I realize now that in a way, it would have been better if I had been convicted of something. At least then I’d have a lawyer and I could appeal. Instead, I’m serving life without parole and I can’t even argue my own case, because if they so much as suspect that I’ve got my marbles back, they’ll have me back under chemical restraint before you can say phenothiazine.
So come to think of it, yeah, maybe I am a little crazy by now. But can you blame me? I’m only twenty-five years old, but I’ve already been lied to and betrayed by everyone I’ve ever trusted, robbed of my freedom and robbed of my mind, then locked up for life in this shithole they call Meadows Road. And I don’t even know why.
My grandparents do, though.

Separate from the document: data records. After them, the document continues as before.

//! Event polling
//!
//! The host drains events on its own thread. An empty queue yields the
//! sentinel event: kind ERROR, correlation id `"server"`, empty payload.

use pylon_core::buffer::{copy_bytes, copy_nul_terminated};
use pylon_server::Server;
use tracing::warn;

use crate::error::{fail, FfiError};
use crate::server_ref;
use crate::types::{PylonEvent, PylonServer};

/// Whether at least one event is waiting
///
/// # Safety
///
/// `server` must be null or a valid server pointer.
#[no_mangle]
pub unsafe extern "C" fn pylon_has_events(server: *const PylonServer) -> bool {
    server_ref(server).is_ok_and(Server::has_events)
}

/// Number of waiting events
///
/// # Safety
///
/// `server` must be null or a valid server pointer.
#[no_mangle]
pub unsafe extern "C" fn pylon_num_events(server: *const PylonServer) -> usize {
    server_ref(server).map_or(0, Server::num_events)
}

/// Dequeue the oldest event into `event`
///
/// Set `event.payload` and `event.payload_capacity` before the call. The
/// correlation id and payload are cut to fit and `event.truncated` reports
/// it. Returns false when the queue was empty (the sentinel is written) or
/// an argument was invalid.
///
/// # Safety
///
/// - `server` must be a valid server pointer
/// - `event` must point to a writable `PylonEvent`
/// - `event.payload` must be valid for `event.payload_capacity` bytes
#[no_mangle]
pub unsafe extern "C" fn pylon_next_event(server: *mut PylonServer, event: *mut PylonEvent) -> bool {
    let server = match server_ref(server) {
        Ok(server) => server,
        Err(e) => {
            fail(e);
            return false;
        }
    };
    if event.is_null() {
        fail(FfiError::NullPointer("event"));
        return false;
    }
    let event = &mut *event;
    if event.payload.is_null() && event.payload_capacity > 0 {
        fail(FfiError::NullPointer("event.payload"));
        return false;
    }

    let envelope = server.pop_event();
    let sentinel = envelope.is_empty_sentinel();
    let capped = envelope.truncated();
    let (kind, correlation_id, payload) = envelope.into_parts();

    let id_buf = std::slice::from_raw_parts_mut(
        event.correlation_id.as_mut_ptr().cast::<u8>(),
        event.correlation_id.len(),
    );
    let id_copy = copy_nul_terminated(correlation_id.as_bytes(), id_buf);

    let payload_copy = if event.payload_capacity == 0 {
        copy_bytes(&payload, &mut [])
    } else {
        let dest = std::slice::from_raw_parts_mut(event.payload, event.payload_capacity);
        copy_bytes(&payload, dest)
    };
    if payload_copy.truncated {
        warn!(
            kind = %kind,
            correlation_id = %correlation_id,
            size = payload.len(),
            capacity = event.payload_capacity,
            "Event payload truncated to caller buffer"
        );
    }

    event.kind = kind.as_i32();
    event.payload_len = payload_copy.copied;
    event.truncated = capped || id_copy.truncated || payload_copy.truncated;

    !sentinel
}

#[cfg(test)]
mod tests {
    use super::*;
    use crate::config::PylonServerConfig;
    use crate::server::{pylon_server_free, pylon_server_new, pylon_start_listening, pylon_stop_listening};
    use pylon_core::EventKind;
    use std::ffi::CStr;

    fn id_of(event: &PylonEvent) -> String {
        unsafe { CStr::from_ptr(event.correlation_id.as_ptr()) }
            .to_str()
            .unwrap()
            .to_string()
    }

    #[test]
    fn test_empty_queue_sentinel() {
        let config = PylonServerConfig::default();
        let server = unsafe { pylon_server_new(&config) };
        let mut payload = [0u8; 16];
        let mut event = PylonEvent {
            payload: payload.as_mut_ptr(),
            payload_capacity: payload.len(),
            ..PylonEvent::default()
        };

        unsafe {
            assert!(!pylon_has_events(server));
            assert_eq!(pylon_num_events(server), 0);
            assert!(!pylon_next_event(server, &mut event));
            pylon_server_free(server);
        }
        assert_eq!(event.kind, EventKind::Error.as_i32());
        assert_eq!(id_of(&event), "server");
        assert_eq!(event.payload_len, 0);
        assert!(!event.truncated);
    }

    #[test]
    fn test_listen_event_and_truncation() {
        let config = PylonServerConfig::default();
        let server = unsafe { pylon_server_new(&config) };
        let mut payload = [0u8; 2];
        let mut event = PylonEvent {
            payload: payload.as_mut_ptr(),
            payload_capacity: payload.len(),
            ..PylonEvent::default()
        };

        unsafe {
            assert!(pylon_start_listening(server, 0));
            assert_eq!(pylon_num_events(server), 1);
            assert!(pylon_next_event(server, &mut event));
        }
        assert_eq!(event.kind, EventKind::Listen.as_i32());
        assert_eq!(id_of(&event), "server");
        assert_eq!(event.payload_len, 2);
        // Ephemeral ports have at least four digits.
        assert!(event.truncated);

        unsafe {
            assert!(pylon_stop_listening(server));
            event.payload_capacity = 0;
            event.payload = std::ptr::null_mut();
            assert!(pylon_next_event(server, &mut event));
            assert_eq!(event.kind, EventKind::Shutdown.as_i32());
            pylon_server_free(server);
        }
    }

    #[test]
    fn test_null_event() {
        let config = PylonServerConfig::default();
        let server = unsafe { pylon_server_new(&config) };
        unsafe {
            assert!(!pylon_next_event(server, std::ptr::null_mut()));
            pylon_server_free(server);
        }
    }
}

And thanks to some information one of the inmates gave me yesterday morning, I may get a chance to ask them about it any day now, face-to-face, live and in person.
And when I’ve finished discussing matters with Fred and Evelyn, there are a few other people I’d like to have a word or two with.
I know, I know, everybody says that living well is the best revenge. But for me, living well is probably an unrealistic goal, even if I do manage to make it out of here. So I guess I’m going to have to settle for second best: seeing every single one of the treacherous, backstabbing bastards on my list die slow and painful deaths, and maybe even sticking around long enough to watch the turkey vultures munch-munch-munching on their remains.